There is no broad consensus on the environmental impact of eating meat.

You're pulling a single statistic from a single crop with a single meat product and claiming that I'm disputing that.

Maybe there isn't a broad consensus.

That's all I'm saying. No broad consensus on the total impact compared to other sources

Quote
Maybe there has only been one study that pegs it at 20x. What I'm asking is if you think there is no broad consensus then could you supply some kind evidence, beyond your own assertion, there is, in the literature, differences in opinion about the carbon footprint of the beef industry as compared to other agricultural products that produce protein for human consumption.

So, again, you're asking me to defend a comment I haven't made.  I haven't claimed anything about agricultural products that produce protein.

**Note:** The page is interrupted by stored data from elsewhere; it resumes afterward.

use anyhow::{bail, Result};
use chrono::{DateTime, Utc};

use super::config::{EngineConfig, ScoringVersion, STRONG_CATEGORY_THRESHOLD, WEAK_CATEGORY_THRESHOLD};
use super::eligibility::check_guest_favorites;
use super::factors;
use super::market;
use super::recommend::{self, RuleContext};
use super::result::{AppliedBonus, BadgeFlags, Category, CategoryScore, GradeResult};
use super::validation::{validate_config, validate_listing};
use crate::listing::{ListingData, MarketSnapshot};

/// Grade one listing.
///
/// The reference time is injected; the engine never reads the clock,
/// so identical inputs always produce identical output. The weighted
/// category sum is rounded once, bonuses are added on top, and the
/// total is clamped to 100.
pub fn grade_listing(
    listing: &ListingData,
    config: &EngineConfig,
    market_snapshot: Option<&MarketSnapshot>,
    now: DateTime<Utc>,
) -> Result<GradeResult> {
    if let Err(errors) = validate_config(config) {
        bail!("Invalid configuration:\n  {}", errors.join("\n  "));
    }
    if let Err(errors) = validate_listing(listing, now) {
        bail!(
            "Invalid listing data for '{}':\n  {}",
            listing.id,
            errors.join("\n  ")
        );
    }

    let category_scores: Vec<CategoryScore> = config
        .weights
        .iter()
        .map(|w| CategoryScore {
            category: w.category,
            score: score_category(w.category, listing, config.version, market_snapshot, now),
            weight: w.weight,
        })
        .collect();

    let weighted: f64 = category_scores
        .iter()
        .map(|c| c.score as f64 * c.weight)
        .sum();
    let base = weighted.round() as u32;

    let failures = check_guest_favorites(listing, &config.eligibility, now);
    let eligible = failures.is_empty();

    let mut bonuses = Vec::new();
    if listing.superhost {
        bonuses.push(AppliedBonus {
            name: "superhost".to_string(),
            points: config.bonuses.superhost,
        });
    }
    if listing.instant_book {
        bonuses.push(AppliedBonus {
            name: "instant_book".to_string(),
            points: config.bonuses.instant_book,
        });
    }
    if eligible {
        bonuses.push(AppliedBonus {
            name: "guest_favorites".to_string(),
            points: config.bonuses.guest_favorites,
        });
    }
    let bonus_total: u32 = bonuses.iter().map(|b| b.points).sum();
    let overall = (base + bonus_total).min(100);

    let recommendations = recommend::generate(&RuleContext {
        listing,
        scores: &category_scores,
        market: market_snapshot,
        failures: &failures,
        now,
    });

    Ok(GradeResult {
        listing_id: listing.id.clone(),
        grade: config.grade_for(overall).to_string(),
        overall_score: overall,
        strengths: collect_strengths(listing, &category_scores),
        weaknesses: collect_weaknesses(&category_scores),
        category_scores,
        bonuses,
        badges: BadgeFlags {
            superhost: listing.superhost,
            instant_book: listing.instant_book,
            guest_favorites_eligible: eligible,
        },
        recommendations,
        market: market_snapshot.and_then(|s| market::compare(overall, s)),
    })
}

My position is that the claims of the impact that current levels of meat production have on the environment are exaggerated.  This has led people (even people in this forum) to conclude that the best thing they can do to fight global warming is eat less beef. That's an absurd misdirection.

The best thing individuals can do is to drive and fly less (or switch to electric cars) and use less fossil fuel based energy for heating and cooling.

The best things civilization can do are reduce the use of fossil fuels for transportation and energy; develop alternative building techniques that generate less greenhouse gas; hasten the development of clean transportation of goods (electric trucks and trains, not using fossil fuels as a primary source). Cutting meat consumption is way down the list.

No.  One of the things people can do to ‘fight’ global heating is to eat less beef, or avoid it altogether.  One thing, but not necessarily the best thing.  There’s nothing stopping a person from reducing beef consumption, and also doing the other things you mention.